The answers were astonishing. Dinosaurs suffered from brain cancer. Koalas catch chlamydia. Reindeer seek narcotic escape in hallucinogenic mushrooms. Stallions self-mutilate. Gorillas experience clinical depression.
Joining forces with science journalist Kathryn Bowers, Natterson-Horowitz employs fascinating case studies and meticulous scholarship to present a revelatory understanding of what animals can teach us about the human body and mind. “Zoobiquity” is the term the authors have coined to refer to a new, species-spanning approach to health. Delving into evolution, anthropology, sociology, biology, veterinary science, and zoology, they break down the walls between disciplines, redefining the boundaries of medicine.
Zoobiquity explores how animal and human commonality can be used to diagnose, treat, and heal patients of all species. Both authoritative and accessible, offering cutting-edge research through captivating narratives, this provocative book encourages us to see our essential connection to all living beings.
In the tradition of Temple Grandin, Oliver Sacks, and Neil Shubin, cardiologist and psychiatrist Barbara Natterson-Horowitz and science writer Kathryn Bowers look at the remarkable correspondences between the way human beings and animals live, die, get sick, and heal in their natural settings, delving into an array of disciplines--evolution, anthropology, sociology, biology, cutting-edge medicine, and zoology--to provide a revelatory understanding of what animals can teach us about the human body and mind.

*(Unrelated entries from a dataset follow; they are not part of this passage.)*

//! Transmit engine and the frame submission paths.
//!
//! Submission runs entirely in the caller's context: classify the frame,
//! take a descriptor slot, map the buffer, consume a download credit and
//! push a two-word entry onto a transmit data ring inside a try-lock
//! access bracket. Any failure unwinds in reverse order, so a rejected
//! frame leaves no descriptor allocated and no credit consumed, and the
//! buffer is handed back to the caller.

use core::cell::RefCell;

use alloc::{boxed::Box, sync::Arc, vec::Vec};
use embassy_sync::blocking_mutex::Mutex;
use portable_atomic::{AtomicBool, AtomicU32, Ordering};

use crate::{
    config::{RoutingPolicy, TxConfig},
    credit::CreditTracker,
    desc::{ExtDescPool, FrameKind, ScatterElem, TxDescPool, DESC_FLAG_QUEUED},
    hal::{
        EncapType, HwTxDesc, TxBufferInfo, TxDescId, TxFrameInfo, TxStatus, CompletionInfo,
        DEFAULT_DSCP_TID_MAP,
    },
    msdu::NetBuf,
    ring::SoftRing,
    stats::{SocTxStats, VdevTxStats},
    DefaultRawMutex,
};
#[cfg(feature = "tx-delay")]
use crate::delay::TxDelay;

/// Highest virtual device ID plus one.
pub const MAX_VDEVS: usize = 16;
/// Entries in the management completion callback table.
pub const MAX_MGMT_TYPES: usize = 8;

"Zoobiquity" is the term the authors have coined to refer to a new, species-spanning approach to health. After being called in to consult on a case of heart failure in a monkey at the Los Angeles Zoo, Natterson-Horowitz found herself launched on a journey of discovery that reshaped her entire approach to medicine. In Zoobiquity, she uses fascinating case studies and scholarship to explore the ways in which what we know about animal and human commonality can be used to diagnose, treat, and ultimately heal human patients.
About the Author
DR. BARBARA NATTERSON-HOROWITZ earned her degrees at Harvard and UCSF. She is a cardiology professor at the David Geffen School of Medicine at UCLA and serves on the Medical Advisory Board of the L.A. Zoo as a cardiovascular consultant. Her writing has appeared in many scientific and medical publications.
KATHRYN BOWERS was a staff editor at The Atlantic Monthly and writer and producer at CNN International. She has edited and written popular and academic books and teaches a course on medical narrative at UCLA.